■ Problem description: Which of the lines in the listing that follows hold "decimal"? Pull each one out.

■ Provided data:
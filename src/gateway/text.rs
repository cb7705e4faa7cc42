//! Readable text excerpts of non-JSON error responses.
//!
//! Remote APIs frequently answer failures with an HTML error page. The
//! gateway logs the first line of its readable text and raises with the
//! whole excerpt.

use tl::{Node, NodeHandle, Parser, ParserOptions};

const SKIPPED_TAGS: &[&str] = &["script", "style", "head"];

/// Converts an HTML (or plain text) body into newline-separated text lines.
pub fn readable_text(body: &str) -> String {
    let lines = match tl::parse(body, ParserOptions::default()) {
        Ok(dom) => {
            let parser = dom.parser();
            let mut lines = Vec::new();
            for handle in dom.children() {
                collect_text(*handle, parser, &mut lines);
            }
            lines
        }
        Err(_) => text_lines(body),
    };
    lines.join("\n")
}

/// First line of a [`readable_text`] result, or an empty string.
pub fn first_line(readable: &str) -> &str {
    readable.lines().next().unwrap_or_default()
}

fn collect_text(handle: NodeHandle, parser: &Parser<'_>, lines: &mut Vec<String>) {
    let Some(node) = handle.get(parser) else {
        return;
    };

    match node {
        Node::Raw(bytes) => lines.extend(text_lines(&decode_entities(&bytes.as_utf8_str()))),
        Node::Tag(tag) => {
            let name = tag.name().as_utf8_str().to_ascii_lowercase();
            if SKIPPED_TAGS.contains(&name.as_str()) {
                return;
            }
            for child in tag.children().top().iter() {
                collect_text(*child, parser, lines);
            }
        }
        Node::Comment(_) => {}
    }
}

fn text_lines(text: &str) -> Vec<String> {
    text.lines()
        .map(|line| line.split_whitespace().collect::<Vec<_>>().join(" "))
        .filter(|line| !line.is_empty())
        .collect()
}

/// Decodes numeric character references and the common named entities.
/// Unknown entities are left as written.
fn decode_entities(text: &str) -> String {
    let mut decoded = String::with_capacity(text.len());
    let mut rest = text;

    while let Some(start) = rest.find('&') {
        decoded.push_str(&rest[..start]);
        rest = &rest[start..];

        let entity = rest
            .find(';')
            .filter(|&end| end <= MAX_ENTITY_LEN)
            .and_then(|end| decode_entity(&rest[1..end]).map(|c| (c, end)));
        match entity {
            Some((c, end)) => {
                decoded.push(c);
                rest = &rest[end + 1..];
            }
            None => {
                decoded.push('&');
                rest = &rest[1..];
            }
        }
    }

    decoded.push_str(rest);
    decoded
}

const MAX_ENTITY_LEN: usize = 10;

fn decode_entity(name: &str) -> Option<char> {
    if let Some(hex) = name.strip_prefix("#x").or_else(|| name.strip_prefix("#X")) {
        return u32::from_str_radix(hex, 16).ok().and_then(char::from_u32);
    }
    if let Some(decimal) = name.strip_prefix('#') {
        return decimal.parse().ok().and_then(char::from_u32);
    }
    let c = match name {
        "amp" => '&',
        "lt" => '<',
        "gt" => '>',
        "quot" => '"',
        "apos" => '\'',
        "nbsp" => ' ',
        "copy" => '\u{a9}',
        "reg" => '\u{ae}',
        "trade" => '\u{2122}',
        "ndash" => '\u{2013}',
        "mdash" => '\u{2014}',
        "lsquo" => '\u{2018}',
        "rsquo" => '\u{2019}',
        "ldquo" => '\u{201c}',
        "rdquo" => '\u{201d}',
        "hellip" => '\u{2026}',
        _ => return None,
    };
    Some(c)
}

■ Written response:
    if let Some(decimal) = name.strip_prefix('#') {
        return decimal.parse().ok().and_then(char::from_u32);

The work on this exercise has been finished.